Perhaps it should come as no surprise that the great 18th-century seducer Casanova also had a trick or two up his elegant sleeve when it came to contraception. One of his favorite methods required a half lemon, scooped of its pulp: The rind served as a cervical cap and the acidic juice as a potent spermicide.
The legendary lothario's obsession with prophylactics is not unique, judging from the assembled evidence at the History of Contraception Museum. Indeed, as long as humans have been enjoying sexual pleasure, they've been seeking ways to avoid its natural consequences. "What you realize is that every strategy has been tried before," says Percy Skuy, the founder of the museum and a past president of the pharmaceutical company Janssen-Ortho, which houses the collection at its Toronto headquarters. Surveying the more than 600 items on display, one must agree: The Pill may have hastened the sexual revolution, but oral contraceptives, sponges, cervical caps, and condoms were playing a role in sexual freedom hundreds of years earlier. The sheer ingenuity of some of the methods and devices, odd as they may seem, is staggering. "You cannot help but have tremendous respect for the creativity people have demonstrated," says Skuy.

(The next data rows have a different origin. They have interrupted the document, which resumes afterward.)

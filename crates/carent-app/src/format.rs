//! Indonesian (id-ID) price and date formatting

use chrono::{Datelike, NaiveDate};

const MONTHS: [&str; 12] = [
    "Januari",
    "Februari",
    "Maret",
    "April",
    "Mei",
    "Juni",
    "Juli",
    "Agustus",
    "September",
    "Oktober",
    "November",
    "Desember",
];

/// Rupiah amount, e.g. `Rp 350.000,00` (non-breaking space after `Rp`)
pub fn format_price(price: u64) -> String {
    format!("Rp\u{a0}{},00", group_thousands(price))
}

fn group_thousands(value: u64) -> String {
    let digits = value.to_string();
    let mut out = String::with_capacity(digits.len() + digits.len() / 3);
    for (i, ch) in digits.chars().enumerate() {
        if i > 0 && (digits.len() - i) % 3 == 0 {
            out.push('.');
        }
        out.push(ch);
    }
    out
}

/// Long form, e.g. `15 Oktober 2026`
pub fn format_date(date: NaiveDate) -> String {
    format!(
        "{} {} {}",
        date.day(),
        MONTHS[date.month0() as usize],
        date.year()
    )
}

/// Numeric form, e.g. `15/10/2026`
pub fn format_date_short(date: NaiveDate) -> String {
    format!("{}/{}/{}", date.day(), date.month(), date.year())
}

#[cfg(test)]
mod tests {
    use super::*;

    #[test]
    fn test_format_price() {
        assert_eq!(format_price(350_000), "Rp\u{a0}350.000,00");
        assert_eq!(format_price(1_500_000), "Rp\u{a0}1.500.000,00");
        assert_eq!(format_price(0), "Rp\u{a0}0,00");
        assert_eq!(format_price(999), "Rp\u{a0}999,00");
    }

    #[test]
    fn test_format_date() {
        let date = NaiveDate::from_ymd_opt(2026, 10, 15).unwrap();
        assert_eq!(format_date(date), "15 Oktober 2026");
        assert_eq!(format_date_short(date), "15/10/2026");
    }

    #[test]
    fn test_short_date_has_no_padding() {
        let date = NaiveDate::from_ymd_opt(2025, 1, 5).unwrap();
        assert_eq!(format_date_short(date), "5/1/2025");
        assert_eq!(format_date(date), "5 Januari 2025");
    }
}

Even more striking is the intuitive grasp of conception fundamentals that many of the earliest methods convey. Thousands of years before scientists identified spermatozoa under the microscope, women were relying on techniques that inhibited the passage of seminal fluids. Women along the Mediterranean inserted sea sponges rinsed in acidic lemon juice or vinegar before intercourse. In India and Egypt, they used vaginal suppositories of highly acidic crocodile or elephant dung. Egyptian women also ground acacia leaves with honey to make prophylactic pessaries; the plant ferments into lactic acid, a spermicide that is employed in some of today's contraceptive jellies.
There were plenty of misguided practices as well. Women in ancient India tried to ward off pregnancy with vaginal fumigation— a special kettle produced the supposedly protective steam. Chinese women, meanwhile, drank poisonous concoctions of lead and mercury. During the Middle Ages, when superstition replaced science, European women sported amulets fashioned from a weasel's testicles, mule earwax, or a bone taken from the right side of a black cat. If the latter charm failed to work its magic, "it was because the cat wasn't black enough," says Skuy.
Bloopers are not confined to the distant past, of course. Until recently, generations of women had depended on douching, which doctors now believe actually gives sperm a push upstream. Some women continue the practice, however, using water, soap, even cola. By any measure, though, the contraceptives of the modern era— the Pill, IUD, under-the-skin implant, and condoms— are far more reliable than the methods that came before. Even Casanova's lemon.